A single number is the answer here: the count of lines in the records below in which the word "match" appears.

SOURCE DATA >>
■ ■ ■ ■ ■
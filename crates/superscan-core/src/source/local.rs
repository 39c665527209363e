//! Local file system backend.

use std::path::{Path, PathBuf};

use async_trait::async_trait;

use super::{Backend, SourceKind};
use crate::error::{CoreError, CoreResult};
use crate::log::Logger;
use crate::tree::{walk_directories, BuiltTree, DirectoryLister, ListedEntry, ListingTarget};

/// Reads trees from, and copies files out of, the local file system.
///
/// Names starting with `.` are skipped while walking. Entries are listed in
/// file name order under their on-disk names, so every listed name can be
/// opened again. Names that are not valid UTF-8 are skipped.
#[derive(Debug, Clone, Copy, Default)]
pub struct LocalBackend;

impl LocalBackend {
    pub fn new() -> Self {
        Self
    }
}

#[async_trait]
impl DirectoryLister for LocalBackend {
    fn skips_hidden(&self) -> bool {
        true
    }

    async fn list_entries(
        &self,
        target: ListingTarget<'_>,
        log: &dyn Logger,
    ) -> CoreResult<Vec<ListedEntry>> {
        let dir = Path::new(target.id);
        let mut read_dir = tokio::fs::read_dir(dir).await.map_err(|e| io_to_core(dir, e))?;

        let mut found = Vec::new();
        while let Some(dir_entry) = read_dir
            .next_entry()
            .await
            .map_err(|e| CoreError::BackendUnavailable(format!("{}: {e}", dir.display())))?
        {
            let name = match dir_entry.file_name().into_string() {
                Ok(name) => name,
                Err(raw) => {
                    log.error(&format!(
                        "skipping {}: file name is not valid UTF-8",
                        dir.join(raw).display()
                    ));
                    continue;
                }
            };
            // An entry that vanished or cannot be stat'ed is left out.
            let metadata = match dir_entry.metadata().await {
                Ok(m) => m,
                Err(_) => continue,
            };
            found.push((name, dir_entry.path(), metadata));
        }
        found.sort_by(|a, b| a.0.cmp(&b.0));

        Ok(found
            .into_iter()
            .map(|(name, path, metadata)| ListedEntry {
                name,
                is_dir: metadata.is_dir(),
                size: if metadata.is_dir() { 0 } else { metadata.len() },
                id: path.to_string_lossy().into_owned(),
            })
            .collect())
    }
}

#[async_trait]
impl Backend for LocalBackend {
    fn kind(&self) -> SourceKind {
        SourceKind::Filesystem
    }

    /// Walks the directory at `source_path` (the current directory when
    /// empty). The root is named after the last component of its absolute
    /// path.
    async fn build_tree(&self, source_path: &str, log: &dyn Logger) -> CoreResult<BuiltTree> {
        let requested = if source_path.is_empty() { "." } else { source_path };
        let absolute = tokio::fs::canonicalize(requested)
            .await
            .map_err(|e| io_to_core(Path::new(requested), e))?;
        let metadata = tokio::fs::metadata(&absolute)
            .await
            .map_err(|e| io_to_core(&absolute, e))?;
        if !metadata.is_dir() {
            return Err(CoreError::NotADirectory(absolute));
        }

        let root_name = root_name(&absolute);
        let Some(root_id) = absolute.to_str().map(str::to_string) else {
            return Err(CoreError::BackendUnavailable(format!(
                "{}: path is not valid UTF-8",
                absolute.display()
            )));
        };
        log.info(&format!("scanning {}", absolute.display()));
        walk_directories(self, &root_name, &root_id, source_path, log).await
    }

    async fn download_file(&self, source_path: &str, destination: &Path) -> CoreResult<()> {
        let source = PathBuf::from(source_path);
        let metadata = tokio::fs::metadata(&source)
            .await
            .map_err(|e| io_to_core(&source, e))?;
        if metadata.is_dir() {
            return Err(CoreError::BackendUnavailable(format!(
                "{source_path} is a directory"
            )));
        }
        tokio::fs::copy(&source, destination)
            .await
            .map_err(|e| CoreError::local_io(destination, e))?;
        Ok(())
    }
}

fn root_name(absolute: &Path) -> String {
    match absolute.file_name() {
        Some(name) => name.to_string_lossy().into_owned(),
        None => absolute.to_string_lossy().into_owned(),
    }
}

fn io_to_core(path: &Path, e: std::io::Error) -> CoreError {
    if e.kind() == std::io::ErrorKind::NotFound {
        CoreError::NotFound(path.display().to_string())
    } else {
        CoreError::BackendUnavailable(format!("{}: {e}", path.display()))
    }
}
■ ■ ■ ■ ■
ANSWER BOX >> 3